Thundra Labs has released a new, miniature TL448K6D-VR System in Package for SteamVR Tracking.
https://tundra-labs.com/shop/tl448k6d-vr
Nice work @lgbeno
Great that we finally have small tracking modules.
Unfortunately, they are $48.99, and it is not immediately clear how many of the GPIOs can be used for buttons.
This seems more useful.
It looks like with sensors included the price is about $130.
After reviewing the documentation, I think there are 19 GPIOs available (14 for FPGA and 5 for MCU) that can be used to operate the buttons or for other purpose.
For a hobbyist, in fact, HiveTracker can be an interesting solution. However, I do not know if it is available in mass production.
For a mass-producing company, TL448K6D-VR seems like a better solution. Especially that when you buy a larger amount, you can get a lower price.
The way the electronics manufacturing industry works, anything for which PCB layouts and Bill-Of-Materials files exist, is ‘available in mass production’. Send your files to a company like PCBWay, and you can have quantities from something like 3 to 3 million made for a fee less than the cost of what was put on the board.
Open source, and cheap enough to use a separate module for each position tracked, is more appealing to me, than a device best suited to make more brick sized trackers.

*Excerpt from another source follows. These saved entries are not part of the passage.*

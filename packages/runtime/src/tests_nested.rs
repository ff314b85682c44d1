use crate::{ComponentDef, Lifecycle, Registry, Runtime, StaticComponent};
use ripple_dom::{inner_html, Document};
use ripple_reactive::{Object, Value};
use serde_json::json;

fn object(json: serde_json::Value) -> Object {
    match Value::from(json) {
        Value::Object(object) => object,
        other => panic!("expected an object, got {:?}", other),
    }
}

fn runtime(markup: &str) -> Runtime {
    let mut runtime = Runtime::new(Document::new(), Registry::new());
    runtime.load(markup).unwrap();
    runtime
}

fn define_static(runtime: &mut Runtime, tag: &str, template: &str, data: serde_json::Value) {
    let data = object(data);
    runtime.define(tag, template, move || {
        Box::new(StaticComponent::new(data.clone())) as Box<dyn ComponentDef>
    });
}

const PAGE: &str = concat!(
    r#"<template id="parent"><h1>@title</h1><child-card :label="title" :item-count="count"></child-card></template>"#,
    r#"<template id="card"><span>@label (@itemCount) @own</span></template>"#,
);

#[test]
fn test_nested_component_initializes_inline() {
    let mut runtime = runtime(PAGE);
    define_static(&mut runtime, "x-parent", "parent", json!({"title": "one", "count": 2}));
    define_static(&mut runtime, "child-card", "card", json!({"label": "default", "own": "mine"}));

    let root = runtime.document().root();
    let parent = runtime.mount("x-parent", root).unwrap();
    runtime.step().unwrap();

    let shadow = runtime.shadow_root(parent).unwrap();
    let host = runtime.document().children(shadow)[1];
    let child = runtime.component_at(host).unwrap();
    assert_eq!(runtime.state(child), Some(Lifecycle::Running));

    let child_shadow = runtime.shadow_root(child).unwrap();
    // props override the component's own data
    assert_eq!(
        inner_html(runtime.document(), child_shadow),
        "<span>one (2) mine</span>"
    );
    let child_data = runtime.handle(child).unwrap().data().clone();
    assert_eq!(child_data.peek("itemCount"), Value::from(2));
    assert_eq!(child_data.peek("own"), Value::from("mine"));
}

#[test]
fn test_prop_change_updates_child_without_recreating_it() {
    let mut runtime = runtime(PAGE);
    define_static(&mut runtime, "x-parent", "parent", json!({"title": "one", "count": 2}));
    define_static(&mut runtime, "child-card", "card", json!({"own": "mine"}));

    let root = runtime.document().root();
    let parent = runtime.mount("x-parent", root).unwrap();
    runtime.step().unwrap();

    let shadow = runtime.shadow_root(parent).unwrap();
    let host = runtime.document().children(shadow)[1];
    let child = runtime.component_at(host).unwrap();
    let instances = runtime.components().len();

    runtime.handle(parent).unwrap().data().set("title", "two");
    runtime.step().unwrap();

    assert_eq!(runtime.document().children(shadow)[1], host);
    assert_eq!(runtime.component_at(host), Some(child));
    assert_eq!(runtime.components().len(), instances);
    let child_shadow = runtime.shadow_root(child).unwrap();
    assert_eq!(
        inner_html(runtime.document(), child_shadow),
        "<span>two (2) mine</span>"
    );
    assert_eq!(
        runtime.document().text_content(shadow),
        "two"
    );
    println!("✓ Child re-rendered in place");
}

#[test]
fn test_child_state_survives_unrelated_parent_renders() {
    let mut runtime = runtime(PAGE);
    define_static(&mut runtime, "x-parent", "parent", json!({"title": "one", "count": 2, "other": 0}));
    define_static(&mut runtime, "child-card", "card", json!({"own": "mine"}));

    let root = runtime.document().root();
    let parent = runtime.mount("x-parent", root).unwrap();
    runtime.step().unwrap();
    let shadow = runtime.shadow_root(parent).unwrap();
    let host = runtime.document().children(shadow)[1];
    let child = runtime.component_at(host).unwrap();

    runtime.handle(child).unwrap().data().set("own", "edited");
    runtime.handle(parent).unwrap().data().set("count", 3);
    runtime.step().unwrap();

    let child_shadow = runtime.shadow_root(child).unwrap();
    assert_eq!(
        inner_html(runtime.document(), child_shadow),
        "<span>one (3) edited</span>"
    );
}

#[test]
fn test_components_in_lists() {
    let mut runtime = runtime(concat!(
        r#"<template id="list"><todo-item :for="todo of todos" :key="todo.id" :todo="todo"></todo-item></template>"#,
        r#"<template id="item"><em>@todo.text</em></template>"#,
    ));
    define_static(
        &mut runtime,
        "todo-list",
        "list",
        json!({"todos": [{"id": 1, "text": "a"}, {"id": 2, "text": "b"}]}),
    );
    define_static(&mut runtime, "todo-item", "item", json!({}));

    let root = runtime.document().root();
    let list = runtime.mount("todo-list", root).unwrap();
    runtime.step().unwrap();
    assert_eq!(runtime.components().len(), 3);

    let shadow = runtime.shadow_root(list).unwrap();
    let hosts: Vec<_> = runtime
        .document()
        .children(shadow)
        .iter()
        .copied()
        .filter(|&n| runtime.document().is_element(n))
        .collect();
    assert_eq!(hosts.len(), 2);
    let texts: Vec<String> = hosts
        .iter()
        .map(|&host| {
            let child = runtime.component_at(host).unwrap();
            runtime
                .document()
                .text_content(runtime.shadow_root(child).unwrap())
        })
        .collect();
    assert_eq!(texts, vec!["a", "b"]);

    // dropping an item removes its host; the instance goes on the next pass
    let todos = runtime.handle(list).unwrap().data().peek("todos");
    todos.as_array().unwrap().shift();
    runtime.step().unwrap();
    runtime.step().unwrap();
    assert_eq!(runtime.components().len(), 2);
    assert_eq!(runtime.component_at(hosts[0]), None);
    assert!(runtime.component_at(hosts[1]).is_some());
}

#[test]
fn test_conditional_component_keeps_state_while_shown() {
    let mut runtime = runtime(concat!(
        r#"<template id="page"><child-card :if="open" :label="title"></child-card></template>"#,
        r#"<template id="card"><span>@label</span></template>"#,
    ));
    define_static(&mut runtime, "x-page", "page", json!({"open": true, "title": "t"}));
    define_static(&mut runtime, "child-card", "card", json!({}));

    let root = runtime.document().root();
    let page = runtime.mount("x-page", root).unwrap();
    runtime.step().unwrap();

    let shadow = runtime.shadow_root(page).unwrap();
    let host = runtime.document().children(shadow)[0];
    let child = runtime.component_at(host).unwrap();

    runtime.handle(page).unwrap().data().set("title", "u");
    runtime.step().unwrap();
    assert_eq!(runtime.component_at(host), Some(child));
    assert_eq!(
        runtime
            .document()
            .text_content(runtime.shadow_root(child).unwrap()),
        "u"
    );

    runtime.handle(page).unwrap().data().set("open", false);
    runtime.step().unwrap();
    assert_eq!(inner_html(runtime.document(), shadow), r#"<!--:if="open"-->"#);
    runtime.step().unwrap();
    assert_eq!(runtime.state(child), None);
}

#[test]
fn test_nested_prop_write_reaches_child() {
    let mut runtime = runtime(concat!(
        r#"<template id="profile"><b>@user.name</b><name-tag :user="user"></name-tag></template>"#,
        r#"<template id="tag"><i>@user.name</i></template>"#,
    ));
    define_static(&mut runtime, "x-profile", "profile", json!({"user": {"name": "A"}}));
    define_static(&mut runtime, "name-tag", "tag", json!({}));

    let root = runtime.document().root();
    let parent = runtime.mount("x-profile", root).unwrap();
    runtime.step().unwrap();

    let shadow = runtime.shadow_root(parent).unwrap();
    let host = runtime.document().children(shadow)[1];
    let child = runtime.component_at(host).unwrap();
    let child_shadow = runtime.shadow_root(child).unwrap();
    assert_eq!(inner_html(runtime.document(), child_shadow), "<i>A</i>");

    let user = runtime.handle(parent).unwrap().data().peek("user");
    user.as_object().unwrap().set("name", "B");
    runtime.step().unwrap();

    assert_eq!(runtime.component_at(host), Some(child));
    assert_eq!(runtime.document().text_content(shadow), "B");
    assert_eq!(inner_html(runtime.document(), child_shadow), "<i>B</i>");
    println!("✓ Write below a prop object re-rendered the child");
}

#[test]
fn test_list_item_field_write_reaches_item_component() {
    let mut runtime = runtime(concat!(
        r#"<template id="list"><todo-item :for="todo of todos" :key="todo.id" :todo="todo"></todo-item></template>"#,
        r#"<template id="item"><em>@todo.text</em></template>"#,
    ));
    define_static(
        &mut runtime,
        "todo-list",
        "list",
        json!({"todos": [{"id": 1, "text": "a"}, {"id": 2, "text": "b"}]}),
    );
    define_static(&mut runtime, "todo-item", "item", json!({}));

    let root = runtime.document().root();
    let list = runtime.mount("todo-list", root).unwrap();
    runtime.step().unwrap();

    let todos = runtime.handle(list).unwrap().data().peek("todos");
    let second = todos.as_array().unwrap().get(1);
    second.as_object().unwrap().set("text", "c");
    runtime.step().unwrap();

    let shadow = runtime.shadow_root(list).unwrap();
    let texts: Vec<String> = runtime
        .document()
        .children(shadow)
        .iter()
        .filter_map(|&host| runtime.component_at(host))
        .map(|child| {
            runtime
                .document()
                .text_content(runtime.shadow_root(child).unwrap())
        })
        .collect();
    assert_eq!(texts, vec!["a", "c"]);
    assert_eq!(runtime.components().len(), 3);
}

This is why I wish the Oculus Constellation system had more traction.
- An LED sending out a 10-bit coded sequence takes next to nothing in power consumption.
- Camera optics can be cheaply completely characterized and scaled up to any degree of both accuracy and precision (lighthouses simply cannot)

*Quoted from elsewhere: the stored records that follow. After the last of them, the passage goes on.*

//! The scheduler runtime: registry, timer thread, and executor pool.

#[cfg(test)]
mod tests;
mod timer;

use std::collections::HashMap;
use std::io;
use std::sync::atomic::{AtomicBool, AtomicU64, AtomicUsize, Ordering};
use std::sync::{Arc, Mutex};
use std::thread::JoinHandle;
use std::time::{Duration, Instant};

use crossbeam_channel::{bounded, unbounded, Receiver, Sender};
use serde::Serialize;
use tracing::{debug, info, warn};

use metronome_core::{PriorityHint, ThreadFactory};
use uuid::Uuid;

use crate::config::SchedulerConfig;
use crate::task::{self, TaskKind};

/// Errors surfaced while bringing the scheduler up.
#[derive(Debug, thiserror::Error)]
pub enum SchedulerError {
    #[error(transparent)]
    Config(#[from] metronome_core::ConfigError),
    #[error("failed to spawn {role} thread: {source}")]
    Spawn {
        role: &'static str,
        source: io::Error,
    },
}

/// A queued invocation handed to the executor pool.
pub(crate) type ExecutorJob = Box<dyn FnOnce() + Send + 'static>;

/// One registered periodic task.
pub(crate) struct RegisteredTask {
    pub(crate) kind: TaskKind,
    pub(crate) run: Arc<dyn Fn() + Send + Sync + 'static>,
    pub(crate) period: Duration,
    pub(crate) next_due: Instant,
    /// Flipped on cancel; checked again at execution start so an
    /// invocation already dispatched never runs after cancellation.
    pub(crate) cancelled: Arc<AtomicBool>,
}

pub(crate) struct Shared {
    pub(crate) running: AtomicBool,
    /// Executor threads currently inside a task.
    pub(crate) active_threads: AtomicUsize,
    /// Invocations handed to the executor pool over the scheduler's
    /// lifetime (periodic and one-shot).
    pub(crate) dispatched: AtomicU64,
}

/// Point-in-time view of the scheduler, for diagnostics.
#[derive(Debug, Clone, Serialize)]
pub struct SchedulerSnapshot {
    /// Live registry entries.
    pub active_tasks: usize,
    /// Total invocations dispatched so far.
    pub total_dispatched: u64,
    /// Executor thread count.
    pub pool_size: usize,
    /// Executor threads currently inside a task.
    pub active_threads: usize,
}

impl std::fmt::Display for SchedulerSnapshot {
    fn fmt(&self, f: &mut std::fmt::Formatter<'_>) -> std::fmt::Result {
        write!(
            f,
            "scheduler: {} active tasks, {} dispatched, pool {} ({} busy)",
            self.active_tasks, self.total_dispatched, self.pool_size, self.active_threads
        )
    }
}

/// The process-wide periodic-task runner.
///
/// All periodic work in the process shares this scheduler's small
/// low-priority pool, which bounds total timer-thread count and keeps
/// independent subsystems from competing through private timers. All
/// methods are thread-safe.
pub struct UnifiedScheduler {
    config: SchedulerConfig,
    registry: Arc<Mutex<HashMap<String, RegisteredTask>>>,
    shared: Arc<Shared>,
    job_tx: Mutex<Option<Sender<ExecutorJob>>>,
    jobs_rx: Receiver<ExecutorJob>,
    wake_tx: Sender<()>,
    timer_stop: Mutex<Option<Sender<()>>>,
    timer_handle: Mutex<Option<JoinHandle<()>>>,
    worker_handles: Mutex<Vec<JoinHandle<()>>>,
}

impl UnifiedScheduler {
    pub fn new(config: SchedulerConfig) -> Result<Self, SchedulerError> {
        config.validate()?;

        let (job_tx, jobs_rx) = unbounded::<ExecutorJob>();
        let (wake_tx, wake_rx) = bounded(1);
        let (stop_tx, stop_rx) = bounded(0);

        let registry: Arc<Mutex<HashMap<String, RegisteredTask>>> =
            Arc::new(Mutex::new(HashMap::new()));
        let shared = Arc::new(Shared {
            running: AtomicBool::new(true),
            active_threads: AtomicUsize::new(0),
            dispatched: AtomicU64::new(0),
        });

        let worker_factory = ThreadFactory::new("sched-worker", PriorityHint::Low);
        let mut worker_handles = Vec::with_capacity(config.pool_size);
        for _ in 0..config.pool_size {
            let worker_jobs = jobs_rx.clone();
            let worker_shared = Arc::clone(&shared);
            let handle = worker_factory
                .spawn(move || executor_loop(worker_jobs, worker_shared))
                .map_err(|source| SchedulerError::Spawn {
                    role: "executor",
                    source,
                })?;
            worker_handles.push(handle);
        }

        let timer_factory = ThreadFactory::new("sched-timer", PriorityHint::Low);
        let timer_registry = Arc::clone(&registry);
        let timer_shared = Arc::clone(&shared);
        let timer_tx = job_tx.clone();
        let timer_handle = timer_factory
            .spawn(move || timer::timer_loop(timer_registry, timer_tx, timer_shared, wake_rx, stop_rx))
            .map_err(|source| SchedulerError::Spawn {
                role: "timer",
                source,
            })?;

        info!(
            pool_size = config.pool_size,
            max_tasks = config.max_concurrent_tasks,
            "unified scheduler started"
        );

        Ok(Self {
            config,
            registry,
            shared,
            job_tx: Mutex::new(Some(job_tx)),
            jobs_rx,
            wake_tx,
            timer_stop: Mutex::new(Some(stop_tx)),
            timer_handle: Mutex::new(Some(timer_handle)),
            worker_handles: Mutex::new(worker_handles),
        })
    }

    /// Register a periodic task.
    ///
    /// Returns the task id, or `None` when the registry is at capacity
    /// or the period is zero — a soft rejection, never a panic.
    /// Invocations of the same task may overlap if its period elapses
    /// while it runs; tasks needing exclusivity must guard themselves.
    pub fn schedule<F>(
        &self,
        kind: TaskKind,
        task: F,
        initial_delay: Duration,
        period: Duration,
    ) -> Option<String>
    where
        F: Fn() + Send + Sync + 'static,
    {
        if !self.shared.running.load(Ordering::Acquire) {
            warn!("registration rejected: scheduler is shut down");
            return None;
        }
        if period.is_zero() {
            warn!("registration rejected: period must be nonzero");
            return None;
        }

        let Ok(mut registry) = self.registry.lock() else {
            return None;
        };
        if registry.len() >= self.config.max_concurrent_tasks {
            warn!(
                limit = self.config.max_concurrent_tasks,
                "task registry at capacity, rejecting {}",
                kind.label()
            );
            return None;
        }

        let id = format!("{}-{}", kind.prefix(), Uuid::new_v4());
        registry.insert(
            id.clone(),
            RegisteredTask {
                kind,
                run: Arc::new(task),
                period,
                next_due: Instant::now() + initial_delay,
                cancelled: Arc::new(AtomicBool::new(false)),
            },
        );
        // A shutdown that raced this registration has already swept the
        // registry; do not leave an entry it will never see.
        if !self.shared.running.load(Ordering::Acquire) {
            registry.remove(&id);
            return None;
        }
        drop(registry);

        // Nudge the timer so a short initial delay is honored even if
        // it is currently sleeping toward a later deadline.
        let _ = self.wake_tx.try_send(());
        debug!(
            task = %id,
            period_ms = period.as_millis() as u64,
            "scheduled {}",
            kind.label()
        );
        Some(id)
    }

    /// Cancel a task by id. Idempotent: `true` on the first call,
    /// `false` for unknown or already-canceled ids. No future
    /// invocation starts; one already in flight finishes.
    pub fn cancel(&self, id: &str) -> bool {
        let Ok(mut registry) = self.registry.lock() else {
            return false;
        };
        match registry.remove(id) {
            Some(entry) => {
                entry.cancelled.store(true, Ordering::Release);
                debug!(task = id, "task canceled");
                true
            }
            None => false,
        }
    }

    /// Execute a task a single time on the shared executor pool, under
    /// the same instrumentation wrapper as periodic work.
    pub fn run_once<F>(&self, task: F)
    where
        F: FnOnce() + Send + 'static,
    {
        if !self.shared.running.load(Ordering::Acquire) {
            warn!("one-shot task rejected: scheduler is shut down");
            return;
        }
        let Ok(guard) = self.job_tx.lock() else {
            return;
        };
        let Some(tx) = guard.as_ref() else {
            warn!("one-shot task rejected: scheduler is shut down");
            return;
        };
        self.shared.dispatched.fetch_add(1, Ordering::Relaxed);
        let job: ExecutorJob = Box::new(move || {
            task::run_instrumented(TaskKind::Monitor, "once", task);
        });
        let _ = tx.send(job);
    }

    pub fn status(&self) -> SchedulerSnapshot {
        let active_tasks = self.registry.lock().map(|r| r.len()).unwrap_or(0);
        SchedulerSnapshot {
            active_tasks,
            total_dispatched: self.shared.dispatched.load(Ordering::Relaxed),
            pool_size: self.config.pool_size,
            active_threads: self.shared.active_threads.load(Ordering::Acquire),
        }
    }

    /// Whether the scheduler is live and below its registry cap.
    pub fn is_healthy(&self) -> bool {
        self.shared.running.load(Ordering::Acquire)
            && self.registry.lock().map(|r| r.len()).unwrap_or(usize::MAX)
                < self.config.max_concurrent_tasks
    }

    /// Cancel every registered task, stop the timer, and drain the
    /// executor pool within the grace period. Idempotent. On timeout
    /// the executors are detached; in-flight work is not interrupted.
    pub fn shutdown(&self) {
        if !self.shared.running.swap(false, Ordering::SeqCst) {
            return;
        }
        info!("scheduler shutdown requested");

        if let Ok(mut registry) = self.registry.lock() {
            for entry in registry.values() {
                entry.cancelled.store(true, Ordering::Release);
            }
            registry.clear();
        }

        if let Ok(mut stop) = self.timer_stop.lock() {
            stop.take();
        }
        if let Ok(mut handle) = self.timer_handle.lock() {
            if let Some(handle) = handle.take() {
                let _ = handle.join();
            }
        }

        // Close the intake; executors exit once the queue is empty.
        if let Ok(mut tx) = self.job_tx.lock() {
            tx.take();
        }

        let deadline = Instant::now() + self.config.shutdown_grace();
        while (self.jobs_rx.len() > 0 || self.shared.active_threads.load(Ordering::Acquire) > 0)
            && Instant::now() < deadline
        {
            std::thread::sleep(Duration::from_millis(10));
        }

        if self.jobs_rx.len() == 0 && self.shared.active_threads.load(Ordering::Acquire) == 0 {
            let handles: Vec<_> = match self.worker_handles.lock() {
                Ok(mut handles) => handles.drain(..).collect(),
                Err(_) => Vec::new(),
            };
            for handle in handles {
                let _ = handle.join();
            }
            info!("scheduler stopped");
        } else {
            warn!(
                queued = self.jobs_rx.len(),
                active = self.shared.active_threads.load(Ordering::Acquire),
                "shutdown grace elapsed; detaching executor threads"
            );
        }
    }
}

fn executor_loop(jobs: Receiver<ExecutorJob>, shared: Arc<Shared>) {
    while let Ok(job) = jobs.recv() {
        shared.active_threads.fetch_add(1, Ordering::AcqRel);
        job();
        shared.active_threads.fetch_sub(1, Ordering::AcqRel);
    }
    debug!("scheduler executor stopped");
}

- Straightforward computer processing can eliminate almost any ‘multipath’ issues.
- No separate calibration tracker required - floor and room objects remain exactly calibrated relative to the cameras.
- As many cameras as desired to cover arbitrarily large areas.
- Possibility to flip the same system around and more or less get built-in support for both inside-out and outside-in tracking, which would be great for demos.
- Transmit power control can achieve sub-pixel accuracy and prevent the sensors from being blinded when too close.
- A separate, dedicate computer, or GPGPU, can be used as a coprocessor, making the computing load a non-issue.